After primary HRSB assessment, the TRA-based HRSB-related educational program was implemented for participants in the intervention group. Educations were provided to participants in two sixty-minute face-to-face sessions with a one-month interval. The instructor for male patients was the first author, while the instructor for female patients was a female nurse trained and supervised by the first author. Besides face-to-face education, an educational booklet containing HRSB-related materials was prepared and provided to patients to review educational materials during the study. After the first educational session, follow-up telephone contacts were made with participants every two weeks for three months to review educations, remind them of reviewing educations using the booklet, answer their probable questions, and assess their conditions. Participants in the control group received routine care services which included no TRA-based HRSB-related education. Three months after the first educational session, participants’ HRSBs were reassessed.

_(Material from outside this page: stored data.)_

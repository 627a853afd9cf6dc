//! HTTP server for the relay API.
//!
//! Routes live under `/api`. Relay and status routes require the
//! `x-relayer-key` header when an API key is configured; health is open.

use crate::apis;
use axum::{
	body::Bytes,
	extract::{DefaultBodyLimit, Path, Request, State},
	http::{HeaderValue, Method, StatusCode},
	middleware::{self, Next},
	response::{IntoResponse, Json, Response},
	routing::{get, post},
	Router,
};
use relay_config::ApiConfig;
use relay_core::RelayExecutor;
use relay_types::{APIError, HealthResponse, RelayStatusResponse, SecretString};
use std::sync::Arc;
use std::time::Duration;
use tokio::net::TcpListener;
use tower::ServiceBuilder;
use tower_http::{cors::CorsLayer, trace::TraceLayer};

/// Header carrying the API key.
pub const API_KEY_HEADER: &str = "x-relayer-key";

/// Shared application state for the API server.
#[derive(Clone)]
pub struct AppState {
	pub executor: Arc<RelayExecutor>,
	pub api_key: Option<SecretString>,
	/// Upper bound on one relay request.
	pub relay_timeout: Duration,
}

/// Builds the router for `api_config`.
pub fn router(executor: Arc<RelayExecutor>, api_config: &ApiConfig) -> Router {
	let state = AppState {
		executor,
		api_key: api_config.api_key.clone().filter(|k| !k.is_empty()),
		relay_timeout: Duration::from_secs(api_config.timeout_seconds),
	};

	let protected = Router::new()
		.route("/relay", post(handle_relay))
		.route("/relay/{id}", get(handle_get_status))
		.route_layer(middleware::from_fn_with_state(
			state.clone(),
			require_api_key,
		));

	Router::new()
		.nest(
			"/api",
			protected.route("/health", get(handle_health)),
		)
		.layer(
			ServiceBuilder::new()
				.layer(TraceLayer::new_for_http())
				.layer(cors_layer(api_config))
				.layer(DefaultBodyLimit::max(api_config.max_request_size)),
		)
		.with_state(state)
}

fn cors_layer(api_config: &ApiConfig) -> CorsLayer {
	let Some(cors) = &api_config.cors else {
		return CorsLayer::permissive();
	};
	let origins: Vec<HeaderValue> = cors
		.allowed_origins
		.iter()
		.filter_map(|origin| match origin.parse() {
			Ok(value) => Some(value),
			Err(_) => {
				tracing::warn!(origin = %origin, "Ignoring invalid CORS origin");
				None
			},
		})
		.collect();
	CorsLayer::new()
		.allow_origin(origins)
		.allow_methods([Method::GET, Method::POST])
		.allow_headers([
			axum::http::header::CONTENT_TYPE,
			axum::http::HeaderName::from_static(API_KEY_HEADER),
		])
}

/// Starts the HTTP server and serves until the listener fails.
pub async fn start_server(
	api_config: ApiConfig,
	executor: Arc<RelayExecutor>,
) -> Result<(), Box<dyn std::error::Error>> {
	let app = router(executor, &api_config);

	let bind_address = format!("{}:{}", api_config.host, api_config.port);
	let listener = TcpListener::bind(&bind_address).await?;
	tracing::info!("Relay API server starting on {}", bind_address);

	axum::serve(listener, app).await?;
	Ok(())
}

async fn require_api_key(State(state): State<AppState>, request: Request, next: Next) -> Response {
	if let Some(expected) = &state.api_key {
		let provided = request
			.headers()
			.get(API_KEY_HEADER)
			.and_then(|v| v.to_str().ok());
		if provided != Some(expected.expose_secret()) {
			return APIError::Unauthorized {
				message: format!("missing or invalid {} header", API_KEY_HEADER),
			}
			.into_response();
		}
	}
	next.run(request).await
}

/// Handles POST /api/relay requests.
async fn handle_relay(State(state): State<AppState>, body: Bytes) -> impl IntoResponse {
	let (status, response) =
		apis::relay::process_relay_request(&body, &state.executor, state.relay_timeout).await;
	if status != StatusCode::OK {
		tracing::warn!(
			status = status.as_u16(),
			error = response.error.as_deref().unwrap_or_default(),
			"Relay request failed"
		);
	}
	(status, Json(response))
}

/// Handles GET /api/relay/{id} requests.
async fn handle_get_status(
	Path(id): Path<String>,
	State(state): State<AppState>,
) -> Result<Json<RelayStatusResponse>, APIError> {
	match apis::status::get_relay_status(&id, &state.executor).await {
		Ok(response) => Ok(Json(response)),
		Err(e) => {
			tracing::warn!("Status lookup failed: {}", e);
			Err(e)
		},
	}
}

/// Handles GET /api/health requests.
async fn handle_health(State(state): State<AppState>) -> Json<HealthResponse> {
	Json(apis::health::health(&state.executor))
}
//! String formatting utilities.
//!
//! Hex prefix handling, id truncation for log lines, and conversion between
//! base-unit integers and human-readable token amounts.

/// Truncates an id for display: the first 8 characters followed by "..".
pub fn truncate_id(id: &str) -> String {
	match id.char_indices().nth(8) {
		Some((idx, _)) => format!("{}..", &id[..idx]),
		None => id.to_string(),
	}
}

/// Adds a "0x" prefix to a hex string if it doesn't already have one.
pub fn with_0x_prefix(hex_str: &str) -> String {
	if hex_str.starts_with("0x") || hex_str.starts_with("0X") {
		hex_str.to_string()
	} else {
		format!("0x{}", hex_str)
	}
}

/// Removes a "0x" or "0X" prefix from a hex string if present.
pub fn without_0x_prefix(hex_str: &str) -> &str {
	hex_str
		.strip_prefix("0x")
		.or_else(|| hex_str.strip_prefix("0X"))
		.unwrap_or(hex_str)
}

/// Formats a base-unit amount with `decimals` decimal places, trimming
/// trailing zeros ("1500000", 6 -> "1.5").
pub fn format_token_amount(amount: &str, decimals: u8) -> String {
	if decimals == 0 {
		return amount.to_string();
	}
	let places = decimals as usize;

	let (integer_part, fraction) = if amount.len() <= places {
		("0".to_string(), format!("{:0>width$}", amount, width = places))
	} else {
		let split = amount.len() - places;
		(amount[..split].to_string(), amount[split..].to_string())
	};

	let fraction = fraction.trim_end_matches('0');
	if fraction.is_empty() {
		integer_part
	} else {
		format!("{}.{}", integer_part, fraction)
	}
}

/// Converts a human-readable amount ("10.5") into a base-unit decimal string.
///
/// Returns `None` for malformed input or when the amount has more fractional
/// digits than the token supports.
pub fn parse_token_amount(amount: &str, decimals: u8) -> Option<String> {
	let places = decimals as usize;
	let (integer_part, fraction) = match amount.split_once('.') {
		Some((i, f)) => (i, f),
		None => (amount, ""),
	};
	if integer_part.is_empty() && fraction.is_empty() {
		return None;
	}
	let all_digits = |s: &str| s.bytes().all(|b| b.is_ascii_digit());
	if !all_digits(integer_part) || !all_digits(fraction) || fraction.len() > places {
		return None;
	}

	let combined = format!("{}{:0<width$}", integer_part, fraction, width = places);
	let trimmed = combined.trim_start_matches('0');
	Some(if trimmed.is_empty() {
		"0".to_string()
	} else {
		trimmed.to_string()
	})
}

#[cfg(test)]
mod tests {
	use super::*;

	#[test]
	fn test_truncate_id() {
		assert_eq!(truncate_id("12345678"), "12345678");
		assert_eq!(truncate_id("0x1234567890abcdef"), "0x123456..");
	}

	#[test]
	fn test_prefix_helpers() {
		assert_eq!(with_0x_prefix("abcd"), "0xabcd");
		assert_eq!(with_0x_prefix("0Xabcd"), "0Xabcd");
		assert_eq!(without_0x_prefix("0xabcd"), "abcd");
		assert_eq!(without_0x_prefix("abcd"), "abcd");
	}

	#[test]
	fn test_format_token_amount() {
		assert_eq!(format_token_amount("10000000000000000000", 18), "10");
		assert_eq!(format_token_amount("100000000000000000", 18), "0.1");
		assert_eq!(format_token_amount("1500000", 6), "1.5");
		assert_eq!(format_token_amount("42", 0), "42");
	}

	#[test]
	fn test_parse_token_amount() {
		assert_eq!(
			parse_token_amount("10", 18).as_deref(),
			Some("10000000000000000000")
		);
		assert_eq!(
			parse_token_amount("0.1", 18).as_deref(),
			Some("100000000000000000")
		);
		assert_eq!(parse_token_amount("1.5", 6).as_deref(), Some("1500000"));
		assert_eq!(parse_token_amount("0", 9).as_deref(), Some("0"));
		assert_eq!(parse_token_amount("1.1234567", 6), None);
		assert_eq!(parse_token_amount("-1", 6), None);
		assert_eq!(parse_token_amount(".", 6), None);
	}
}
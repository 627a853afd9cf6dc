//! ed25519 signer for flat permits.

use crate::{ensure_owner, PermitSigner, SignerError};
use ed25519_dalek::{Signer, SigningKey};
use relay_message::FlatEncoder;
use relay_types::{
	ChainFamily, Identity, PermitParameters, PermitSignature, Pubkey, SecretString, SignedPermit,
};
use zeroize::Zeroizing;

/// Loads an ed25519 key from any of the usual encodings:
///
/// - a JSON byte array as written by `solana-keygen` (64 bytes),
/// - base58 of the 64-byte keypair,
/// - hex of the 32-byte secret or the 64-byte keypair.
///
/// For 64-byte keypairs the trailing public key must match the secret.
pub fn load_ed25519_key(key: &SecretString) -> Result<SigningKey, SignerError> {
	let bytes = key.with_exposed(decode_key_bytes)?;
	let secret: [u8; 32] = bytes
		.get(..32)
		.and_then(|s| s.try_into().ok())
		.ok_or_else(|| SignerError::InvalidKey("ed25519 key too short".to_string()))?;
	let signing_key = SigningKey::from_bytes(&secret);

	match bytes.len() {
		32 => Ok(signing_key),
		64 => {
			if signing_key.verifying_key().as_bytes() != &bytes[32..] {
				return Err(SignerError::InvalidKey(
					"keypair public half does not match secret".to_string(),
				));
			}
			Ok(signing_key)
		},
		n => Err(SignerError::InvalidKey(format!(
			"expected 32 or 64 key bytes, got {}",
			n
		))),
	}
}

fn decode_key_bytes(raw: &str) -> Result<Zeroizing<Vec<u8>>, SignerError> {
	let raw = raw.trim();
	if raw.starts_with('[') {
		return serde_json::from_str::<Vec<u8>>(raw)
			.map(Zeroizing::new)
			.map_err(|e| SignerError::InvalidKey(format!("invalid keypair array: {}", e)));
	}
	let hex_part = raw.strip_prefix("0x").unwrap_or(raw);
	if hex_part.len() % 2 == 0 && hex_part.bytes().all(|b| b.is_ascii_hexdigit()) {
		if let Ok(bytes) = alloy_primitives::hex::decode(hex_part) {
			return Ok(Zeroizing::new(bytes));
		}
	}
	bs58::decode(raw)
		.into_vec()
		.map(Zeroizing::new)
		.map_err(|e| SignerError::InvalidKey(format!("invalid base58 key: {}", e)))
}

/// Signs the flat permit message.
pub struct Ed25519PermitSigner {
	key: SigningKey,
}

impl Ed25519PermitSigner {
	pub fn new(key: SigningKey) -> Self {
		Self { key }
	}

	pub fn from_secret(key: &SecretString) -> Result<Self, SignerError> {
		load_ed25519_key(key).map(Self::new)
	}

	pub fn pubkey(&self) -> Pubkey {
		Pubkey(self.key.verifying_key().to_bytes())
	}
}

impl PermitSigner for Ed25519PermitSigner {
	fn family(&self) -> ChainFamily {
		ChainFamily::Svm
	}

	fn identity(&self) -> Identity {
		Identity::Svm(self.pubkey())
	}

	fn sign(&self, parameters: PermitParameters) -> Result<SignedPermit, SignerError> {
		let identity = self.identity();
		ensure_owner(&parameters.owner, &identity)?;
		let message = FlatEncoder::message(&parameters)?;
		let signature = self.key.sign(&message);
		Ok(SignedPermit::new(
			parameters,
			PermitSignature::new(signature.to_bytes().to_vec()),
			identity,
		)?)
	}
}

The Ethics Committee of Tehran University of Medical Sciences, Tehran, Iran, approved the study (code: IR.TUMS.FNM.REC.1396.2095) and the study was registered in the Iranian Registry of Clinical Trials (code: IRCT2016121831453N1). Verbal and written informed consents were obtained from all participants and they were ensured that the data would be reported anonymously.
Data analysis
Data were analyzed via the SPSS software (v. 21.0) and were described via the measures of descriptive statistics (including frequency, percentage, mean, and standard deviation). Within- and between-group comparisons were made at a significance level of less than 0.05 using the paired-sample t, independent-sample t, Chi-square, and Fisher’s exact tests.